# Titanic - XGBoost & LightGBM

Сравнение boosting моделей с baseline RandomForest

In [1]:
import pandas as pd
import numpy as np

from sklearn.ensemble import RandomForestClassifier
from sklearn.model_selection import cross_val_score
from xgboost import XGBClassifier
from lightgbm import LGBMClassifier

pd.set_option('display.max_columns', None)

## 1. Load & Preprocess

In [2]:
train = pd.read_csv('data/train.csv')
test = pd.read_csv('data/test.csv')

print(f"Train: {train.shape}, Test: {test.shape}")

Train: (891, 12), Test: (418, 11)


In [3]:
def preprocess(df):
    """Preprocessing with Title and Family features."""
    result = df.copy()
    
    # Fill missing values
    result['Age'] = result['Age'].fillna(result['Age'].median())
    result['Embarked'] = result['Embarked'].fillna(result['Embarked'].mode()[0])
    result['Fare'] = result['Fare'].fillna(result['Fare'].median())
    
    # Title
    result['Title'] = result['Name'].str.extract(r' ([A-Za-z]+)\.', expand=False)
    result['Title'] = result['Title'].replace(['Lady', 'Countess', 'Capt', 'Col', 'Don', 'Dr',
                                                'Major', 'Rev', 'Sir', 'Jonkheer', 'Dona'], 'Rare')
    result['Title'] = result['Title'].replace(['Mlle', 'Ms'], 'Miss')
    result['Title'] = result['Title'].replace('Mme', 'Mrs')
    result['Title'] = result['Title'].map({'Mr': 0, 'Miss': 1, 'Mrs': 2, 'Master': 3, 'Rare': 4})
    result['Title'] = result['Title'].fillna(0)

    # Family
    result['FamilySize'] = result['SibSp'] + result['Parch'] + 1
    result['IsAlone'] = (result['FamilySize'] == 1).astype(int)
    
    # Encode
    result['Sex'] = result['Sex'].map({'male': 0, 'female': 1})
    result['Embarked'] = result['Embarked'].map({'S': 0, 'C': 1, 'Q': 2})
    
    return result

In [4]:
train_processed = preprocess(train)
test_processed = preprocess(test)

features = ['Pclass', 'Sex', 'Age', 'SibSp', 'Parch', 'Fare', 'Embarked',
            'Title', 'FamilySize', 'IsAlone']

X = train_processed[features]
y = train_processed['Survived']
X_test = test_processed[features]

print(f"X: {X.shape}, y: {y.shape}, X_test: {X_test.shape}")

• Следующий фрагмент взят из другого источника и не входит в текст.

mod pool;

pub use pool::create_pool;
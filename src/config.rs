use std::env;

#[derive(Debug, Clone)]
pub struct Config {
    pub database_url: String,
    pub database_max_connections: u32,
    pub host: String,
    pub port: u16,
    pub frontend_url: String,

    pub openai_base_url: String,
    pub openai_api_key: String,
    pub openai_model: String,
    pub openai_timeout_millis: u64,
}

impl Config {
    pub fn from_env() -> Self {
        Self {
            database_url: env::var("DATABASE_URL").expect("DATABASE_URL must be set"),
            database_max_connections: env::var("DATABASE_MAX_CONNECTIONS")
                .unwrap_or_else(|_| "20".into())
                .parse()
                .unwrap_or(20),
            host: env::var("HOST").unwrap_or_else(|_| "0.0.0.0".into()),
            port: env::var("PORT")
                .unwrap_or_else(|_| "8080".into())
                .parse()
                .expect("PORT must be a number"),
            frontend_url: env::var("FRONTEND_URL")
                .unwrap_or_else(|_| "http://localhost:3000".into()),

            openai_base_url: env::var("OPENAI_BASE_URL")
                .unwrap_or_else(|_| "https://api.openai.com/v1".into()),
            openai_api_key: env::var("OPENAI_API_KEY").unwrap_or_else(|_| String::new()),
            openai_model: env::var("OPENAI_MODEL").unwrap_or_else(|_| "gpt-4o-mini".into()),
            openai_timeout_millis: env::var("OPENAI_TIMEOUT_MILLIS")
                .unwrap_or_else(|_| "3500".into())
                .parse()
                .unwrap_or(3500),
        }
    }

    pub fn listen_addr(&self) -> String {
        format!("{}:{}", self.host, self.port)
    }
}
use axum::{
    extract::{Path, Query, State},
    Json,
};
use chrono::Utc;
use uuid::Uuid;

use crate::error::AppResult;
use crate::models::weekly_stats::{WeeklyStatsQuery, WeeklyStatsResponse};
use crate::services::{load_user, weekly_stats};
use crate::AppState;

/// GET /api/users/:id/stats/weekly?week=N — fingerprint-cached weekly stats;
/// the week defaults to the current relative week.
pub async fn get_weekly_stats(
    State(state): State<AppState>,
    Path(user_id): Path<Uuid>,
    Query(query): Query<WeeklyStatsQuery>,
) -> AppResult<Json<WeeklyStatsResponse>> {
    let user = load_user(&state.db, user_id).await?;
    let today = Utc::now().date_naive();
    let stats = weekly_stats::get_or_create(&state, &user, query.week, today).await?;
    Ok(Json(stats))
}
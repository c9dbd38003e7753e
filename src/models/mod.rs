pub mod daily_entry;
pub mod user;
pub mod weekly_stats;
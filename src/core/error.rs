use thiserror::Error;

#[derive(Error, Debug)]
pub enum PulseError {
    #[error("Validation error: {0}")]
    Validation(String),

    #[error("Storage unavailable: {0}")]
    StorageUnavailable(String),

    #[error("Partial write failure: {inserted} rows written, {failed} failed, first error: {first_error}")]
    PartialWriteFailure {
        inserted: usize,
        failed: usize,
        first_error: String,
    },

    #[error("Storage error: {0}")]
    Storage(String),

    #[error("Configuration error: {0}")]
    Config(String),

    #[error("OTLP protocol error: {0}")]
    Protocol(String),

    #[error("Timeout error: operation took longer than {timeout_ms}ms")]
    Timeout { timeout_ms: u64 },

    #[error("IO error: {0}")]
    Io(#[from] std::io::Error),

    #[error("Serialization error: {0}")]
    Serialization(#[from] serde_json::Error),

    #[error("Async task join error: {0}")]
    Join(#[from] tokio::task::JoinError),
}

/// Result type alias for pulseops operations
pub type Result<T> = std::result::Result<T, PulseError>;

impl PulseError {
    /// Creates a new validation error
    pub fn validation<S: Into<String>>(msg: S) -> Self {
        Self::Validation(msg.into())
    }

    /// Creates a new storage-unavailable error
    pub fn storage_unavailable<S: Into<String>>(msg: S) -> Self {
        Self::StorageUnavailable(msg.into())
    }

    /// Creates a new storage error
    pub fn storage<S: Into<String>>(msg: S) -> Self {
        Self::Storage(msg.into())
    }

    /// Creates a new configuration error
    pub fn config<S: Into<String>>(msg: S) -> Self {
        Self::Config(msg.into())
    }

    /// Creates a new protocol error
    pub fn protocol<S: Into<String>>(msg: S) -> Self {
        Self::Protocol(msg.into())
    }

    /// Returns true if the caller sent something we will never accept
    pub fn is_client_error(&self) -> bool {
        matches!(self, Self::Validation(_) | Self::Protocol(_))
    }

    /// Returns true if the storage engine could not be reached or answered too late
    pub fn is_unavailable(&self) -> bool {
        matches!(self, Self::StorageUnavailable(_) | Self::Timeout { .. })
    }

    /// Returns the error category for logging
    pub fn category(&self) -> &'static str {
        match self {
            Self::Validation(_) => "validation",
            Self::StorageUnavailable(_) => "storage_unavailable",
            Self::PartialWriteFailure { .. } => "partial_write",
            Self::Storage(_) => "storage",
            Self::Config(_) => "config",
            Self::Protocol(_) => "protocol",
            Self::Timeout { .. } => "timeout",
            Self::Io(_) => "io",
            Self::Serialization(_) => "serialization",
            Self::Join(_) => "async",
        }
    }
}
//! pulseops - edge metrics ingestion over day-partitioned wide-column storage.
//!
//! pulseops accepts OpenTelemetry metrics from edge nodes, flattens them into
//! one row per datapoint and writes them to a replicated wide-column store
//! partitioned by `(metric_name, day)`. A small query API reads time ranges
//! back by fanning out over the daily partitions a range touches.
//!
//! # Features
//!
//! - **OTLP Ingest**: OTLP/HTTP (JSON and protobuf, port 4318) and OTLP/gRPC (port 4317)
//! - **Daily Partitioning**: every read and write is confined to `(metric_name, day)` partitions
//! - **Partition Tolerance**: local-datacenter consistency keeps writes flowing when the WAN is down
//! - **Degraded Reads**: a failed partition shrinks the answer instead of failing the query
//!
//! # Architecture
//!
//! - `receiver`: OTLP decoding and flattening
//! - `storage`: storage engine contract, backends and the ingest writer
//! - `query`: range planning and response formatting
//! - `topology`: replication and consistency policy
//! - `api`: query HTTP endpoints
//! - `core`: domain models, bucketing, configuration and errors
//! - `cli`: command-line interface
//!
//! # Example
//!
//! ```no_run
//! use pulseops_lib::application::{shutdown_signal, Application, RunMode};
//! use pulseops_lib::core::Config;
//!
//! #[tokio::main]
//! async fn main() -> Result<(), Box<dyn std::error::Error>> {
//!     let app = Application::start(Config::default()).await?;
//!     app.run(RunMode::All, shutdown_signal()).await?;
//!     Ok(())
//! }
//! ```

#![warn(clippy::all)]
#![allow(clippy::module_name_repetitions)]
#![allow(clippy::must_use_candidate)]

pub mod api;
pub mod application;
pub mod cli;
pub mod core;
pub mod monitoring;
pub mod query;
pub mod receiver;
pub mod storage;
pub mod topology;

// Re-export core types for convenience
pub use crate::application::Application;
pub use crate::core::{Config, PulseError, Result};
//! Operational counters for ingestion and querying.
//!
//! Lock-free counters shared by the writer, the planner and the transport
//! layers, surfaced through the `/health` endpoints.

use serde::Serialize;
use std::sync::atomic::{AtomicU64, Ordering};
use std::time::{Duration, Instant};

/// Process-wide counters.
#[derive(Debug)]
pub struct Monitor {
    started: Instant,
    rows_written: AtomicU64,
    rows_failed: AtomicU64,
    requests_rejected: AtomicU64,
    bucket_reads_ok: AtomicU64,
    bucket_reads_failed: AtomicU64,
    queries_served: AtomicU64,
}

/// Point-in-time copy of the counters.
#[derive(Debug, Clone, Copy, PartialEq, Eq, Serialize)]
pub struct MonitorSnapshot {
    pub uptime_seconds: u64,
    pub rows_written: u64,
    pub rows_failed: u64,
    pub requests_rejected: u64,
    pub bucket_reads_ok: u64,
    pub bucket_reads_failed: u64,
    pub queries_served: u64,
}

impl Default for Monitor {
    fn default() -> Self {
        Self::new()
    }
}

impl Monitor {
    /// Create a monitor with all counters at zero.
    pub fn new() -> Self {
        Self {
            started: Instant::now(),
            rows_written: AtomicU64::new(0),
            rows_failed: AtomicU64::new(0),
            requests_rejected: AtomicU64::new(0),
            bucket_reads_ok: AtomicU64::new(0),
            bucket_reads_failed: AtomicU64::new(0),
            queries_served: AtomicU64::new(0),
        }
    }

    /// Record the outcome of one ingest batch.
    pub fn record_write(&self, written: usize, failed: usize) {
        self.rows_written.fetch_add(written as u64, Ordering::Relaxed);
        self.rows_failed.fetch_add(failed as u64, Ordering::Relaxed);
    }

    /// Record a request refused before touching storage.
    pub fn record_rejected(&self) {
        self.requests_rejected.fetch_add(1, Ordering::Relaxed);
    }

    /// Record the bucket outcomes of one range query.
    pub fn record_query(&self, buckets_ok: usize, buckets_failed: usize) {
        self.queries_served.fetch_add(1, Ordering::Relaxed);
        self.bucket_reads_ok.fetch_add(buckets_ok as u64, Ordering::Relaxed);
        self.bucket_reads_failed.fetch_add(buckets_failed as u64, Ordering::Relaxed);
    }

    /// Time since the monitor was created.
    pub fn uptime(&self) -> Duration {
        self.started.elapsed()
    }

    /// Read every counter.
    pub fn snapshot(&self) -> MonitorSnapshot {
        MonitorSnapshot {
            uptime_seconds: self.uptime().as_secs(),
            rows_written: self.rows_written.load(Ordering::Relaxed),
            rows_failed: self.rows_failed.load(Ordering::Relaxed),
            requests_rejected: self.requests_rejected.load(Ordering::Relaxed),
            bucket_reads_ok: self.bucket_reads_ok.load(Ordering::Relaxed),
            bucket_reads_failed: self.bucket_reads_failed.load(Ordering::Relaxed),
            queries_served: self.queries_served.load(Ordering::Relaxed),
        }
    }
}
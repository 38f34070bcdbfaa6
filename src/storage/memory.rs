//! Embedded in-memory metric store.
//!
//! Mirrors the wide-column layout: one sorted map per
//! `(metric_name, time_bucket)` partition, keyed by `(timestamp, node_id)`.
//! Writes to an existing key overwrite it, so re-ingesting a payload is
//! idempotent. Consistency levels are accepted and ignored; there is a
//! single replica.

use super::{MetricStore, RangeRead};
use crate::core::{MetricRow, PulseError, Result, TimeBucket};
use crate::topology::{Consistency, TopologyPolicy};
use chrono::{DateTime, Utc};
use dashmap::DashMap;
use std::collections::BTreeMap;
use std::ops::Bound;
use std::sync::atomic::{AtomicBool, Ordering};

type PartitionKey = (String, TimeBucket);
type ClusteringKey = (DateTime<Utc>, String);

/// Process-local store with the same partitioning as the CQL table.
#[derive(Debug, Default)]
pub struct InMemoryStore {
    partitions: DashMap<PartitionKey, BTreeMap<ClusteringKey, f64>>,
    closed: AtomicBool,
}

impl InMemoryStore {
    /// Create an empty store.
    pub fn new() -> Self {
        Self::default()
    }

    /// Total rows across all partitions.
    pub fn row_count(&self) -> usize {
        self.partitions.iter().map(|p| p.value().len()).sum()
    }

    /// Number of non-empty partitions.
    pub fn partition_count(&self) -> usize {
        self.partitions.len()
    }

    fn ensure_open(&self) -> Result<()> {
        if self.closed.load(Ordering::Acquire) {
            return Err(PulseError::storage_unavailable("in-memory store is shut down"));
        }
        Ok(())
    }
}

#[async_trait::async_trait]
impl MetricStore for InMemoryStore {
    fn name(&self) -> &'static str {
        "memory"
    }

    async fn verify_schema(&self) -> Result<()> {
        self.ensure_open()
    }

    async fn create_schema(&self, topology: &TopologyPolicy) -> Result<()> {
        self.ensure_open()?;
        tracing::debug!("In-memory store needs no schema for keyspace {}", topology.keyspace());
        Ok(())
    }

    async fn insert(&self, row: &MetricRow, _consistency: Consistency) -> Result<()> {
        self.ensure_open()?;
        self.partitions
            .entry((row.metric_name.clone(), row.time_bucket))
            .or_default()
            .insert((row.timestamp, row.node_id.clone()), row.value);
        Ok(())
    }

    async fn select_range(&self, read: &RangeRead, _consistency: Consistency) -> Result<Vec<MetricRow>> {
        self.ensure_open()?;

        let Some(partition) = self.partitions.get(&(read.metric_name.clone(), read.bucket)) else {
            return Ok(Vec::new());
        };

        let lower = Bound::Included((read.from, String::new()));
        let rows = partition
            .range((lower, Bound::Unbounded))
            .take_while(|((timestamp, _), _)| *timestamp <= read.to)
            .map(|((timestamp, node_id), value)| MetricRow {
                node_id: node_id.clone(),
                metric_name: read.metric_name.clone(),
                time_bucket: read.bucket,
                timestamp: *timestamp,
                value: *value,
            })
            .collect();

        Ok(rows)
    }

    async fn shutdown(&self) -> Result<()> {
        self.closed.store(true, Ordering::Release);
        tracing::info!("In-memory metric store shut down ({} rows held)", self.row_count());
        Ok(())
    }
}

X: (891, 10), y: (891,), X_test: (418, 10)


## 2. Compare Models

In [5]:
models = {
    'RandomForest': RandomForestClassifier(n_estimators=100, max_depth=5, random_state=42),
    'XGBoost': XGBClassifier(n_estimators=100, max_depth=3, learning_rate=0.1, 
                             random_state=42, verbosity=0),
    'LightGBM': LGBMClassifier(n_estimators=100, max_depth=3, learning_rate=0.1,
                               random_state=42, verbosity=-1)
}

results = []
for name, model in models.items():
    scores = cross_val_score(model, X, y, cv=5, scoring='accuracy')
    results.append({
        'model': name,
        'cv_mean': scores.mean(),
        'cv_std': scores.std()
    })
    print(f"{name}: {scores.mean():.4f} (+/- {scores.std():.4f})")

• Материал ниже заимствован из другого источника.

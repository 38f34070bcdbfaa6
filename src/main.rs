//! pulseops CLI entry point.

use pulseops_lib::cli::{self, Cli};
use pulseops_lib::core::Result;

#[tokio::main]
async fn main() -> Result<()> {
    let cli = Cli::parse_args();
    cli::execute(cli).await
}
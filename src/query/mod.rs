//! Time-range queries over the day-partitioned metrics table.
//!
//! [`RangeQueryPlanner`] enumerates the buckets a range touches, reads them
//! concurrently and merges the results; [`format_rows`] maps the merged rows
//! to the dashboard's point shape.

pub mod format;
pub mod planner;

pub use format::{format_rows, DataPoint};
pub use planner::{BucketOutcome, RangeQueryPlanner, RangeQueryResult};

results_df = pd.DataFrame(results).sort_values('cv_mean', ascending=False)
results_df

RandomForest: 0.8283 (+/- 0.0163)
XGBoost: 0.8361 (+/- 0.0213)
LightGBM: 0.8350 (+/- 0.0256)


Unnamed: 0,model,cv_mean,cv_std
1,XGBoost,0.83615,0.021348
2,LightGBM,0.835039,0.02561
0,RandomForest,0.828259,0.016341


## 3. Train Best Model & Submit

In [6]:
# Train XGBoost (usually best for tabular data)
best_model = XGBClassifier(n_estimators=100, max_depth=3, learning_rate=0.1,
                           random_state=42, verbosity=0)
best_model.fit(X, y)

# Feature importance
pd.DataFrame({
    'feature': features,
    'importance': best_model.feature_importances_
}).sort_values('importance', ascending=False)

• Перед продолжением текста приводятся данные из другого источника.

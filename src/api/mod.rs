//! Query HTTP API consumed by the dashboard.
//!
//! Every endpoint takes `from` and `to` as epoch-millisecond strings and
//! returns `[{Time, Value, node_id}]` sorted by `Time`. When some daily
//! partitions could not be read the body is still returned and the failed
//! buckets are listed in the `x-pulseops-partial-buckets` header.

use crate::core::bucket::timestamp_from_millis;
use crate::core::{PulseError, Result};
use crate::monitoring::Monitor;
use crate::query::{format_rows, RangeQueryPlanner};
use crate::receiver::http::HttpError;
use axum::{
    extract::{Path, Query, State},
    http::HeaderValue,
    response::{IntoResponse, Json, Response},
    routing::get,
    Router,
};
use chrono::{DateTime, Utc};
use serde::Deserialize;
use std::sync::Arc;
use tower::ServiceBuilder;
use tower_http::{cors::CorsLayer, trace::TraceLayer};

/// Header listing buckets whose reads failed.
pub const PARTIAL_BUCKETS_HEADER: &str = "x-pulseops-partial-buckets";

/// Metric served by `/api/cpu`.
pub const CPU_METRIC: &str = "system.cpu.percent";

/// Metric served by `/api/memory`.
pub const MEMORY_METRIC: &str = "system.memory.percent";

/// API server state.
#[derive(Clone)]
struct ApiState {
    planner: Arc<RangeQueryPlanner>,
    monitor: Arc<Monitor>,
}

/// Query parameters for range endpoints.
#[derive(Debug, Deserialize)]
struct RangeParams {
    from: Option<String>,
    to: Option<String>,
}

/// Create the query router.
pub fn create_query_router(planner: Arc<RangeQueryPlanner>, monitor: Arc<Monitor>) -> Router {
    let state = ApiState { planner, monitor };

    Router::new()
        .route("/health", get(health_handler))
        .route("/api/cpu", get(cpu_handler))
        .route("/api/memory", get(memory_handler))
        .route("/api/metrics/:metric_name", get(metric_handler))
        .layer(
            ServiceBuilder::new()
                .layer(TraceLayer::new_for_http())
                .layer(CorsLayer::permissive()),
        )
        .with_state(state)
}

/// GET /health
async fn health_handler(State(state): State<ApiState>) -> impl IntoResponse {
    Json(serde_json::json!({
        "status": "healthy",
        "service": "pulseops-query",
        "version": env!("CARGO_PKG_VERSION"),
        "counters": state.monitor.snapshot(),
    }))
}

/// GET /api/cpu
async fn cpu_handler(
    State(state): State<ApiState>,
    Query(params): Query<RangeParams>,
) -> std::result::Result<Response, HttpError> {
    range_query(&state, CPU_METRIC, &params).await
}

/// GET /api/memory
async fn memory_handler(
    State(state): State<ApiState>,
    Query(params): Query<RangeParams>,
) -> std::result::Result<Response, HttpError> {
    range_query(&state, MEMORY_METRIC, &params).await
}

/// GET /api/metrics/:metric_name
async fn metric_handler(
    State(state): State<ApiState>,
    Path(metric_name): Path<String>,
    Query(params): Query<RangeParams>,
) -> std::result::Result<Response, HttpError> {
    range_query(&state, &metric_name, &params).await
}

async fn range_query(
    state: &ApiState,
    metric_name: &str,
    params: &RangeParams,
) -> std::result::Result<Response, HttpError> {
    let bounds = parse_bound("from", params.from.as_deref())
        .and_then(|from| Ok((from, parse_bound("to", params.to.as_deref())?)));
    let (from, to) = match bounds {
        Ok(bounds) => bounds,
        Err(e) => {
            state.monitor.record_rejected();
            return Err(e.into());
        },
    };

    let result = state.planner.query(metric_name, from, to).await.map_err(|e| {
        if e.is_client_error() {
            state.monitor.record_rejected();
        }
        HttpError::from(e)
    })?;

    let mut response = Json(format_rows(&result.rows)).into_response();
    if result.is_partial() {
        let failed = result
            .failed_buckets()
            .iter()
            .map(ToString::to_string)
            .collect::<Vec<_>>()
            .join(",");
        if let Ok(value) = HeaderValue::from_str(&failed) {
            response.headers_mut().insert(PARTIAL_BUCKETS_HEADER, value);
        }
    }
    Ok(response)
}

/// Parse an epoch-millisecond query parameter.
fn parse_bound(name: &str, raw: Option<&str>) -> Result<DateTime<Utc>> {
    let raw = raw
        .map(str::trim)
        .filter(|s| !s.is_empty())
        .ok_or_else(|| PulseError::validation(format!("query parameter '{}' is required", name)))?;
    let millis: i64 = raw.parse().map_err(|_| {
        PulseError::validation(format!("query parameter '{}' must be epoch milliseconds, got '{}'", name, raw))
    })?;
    timestamp_from_millis(millis)
        .ok_or_else(|| PulseError::validation(format!("query parameter '{}' is out of range", name)))
}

Unnamed: 0,feature,importance
7,Title,0.512078
0,Pclass,0.180605
8,FamilySize,0.083614
5,Fare,0.053671
6,Embarked,0.042058
1,Sex,0.039422
2,Age,0.036686
3,SibSp,0.027251
4,Parch,0.024615
9,IsAlone,0.0


In [7]:
predictions = best_model.predict(X_test)

submission = pd.DataFrame({
    'PassengerId': test['PassengerId'],
    'Survived': predictions
})

submission.to_csv('submission_xgb.csv', index=False)
print(f"Submission saved: {submission.shape}")
submission.head()

Submission saved: (418, 2)


Unnamed: 0,PassengerId,Survived
0,892,0
1,893,0
2,894,0
3,895,0
4,896,1


## 4. Try LightGBM too

In [8]:
lgbm_model = LGBMClassifier(n_estimators=100, max_depth=3, learning_rate=0.1,
                            random_state=42, verbosity=-1)
lgbm_model.fit(X, y)

predictions_lgbm = lgbm_model.predict(X_test)

submission_lgbm = pd.DataFrame({
    'PassengerId': test['PassengerId'],
    'Survived': predictions_lgbm
})

submission_lgbm.to_csv('submission_lgbm.csv', index=False)
print(f"LightGBM submission saved: {submission_lgbm.shape}")

LightGBM submission saved: (418, 2)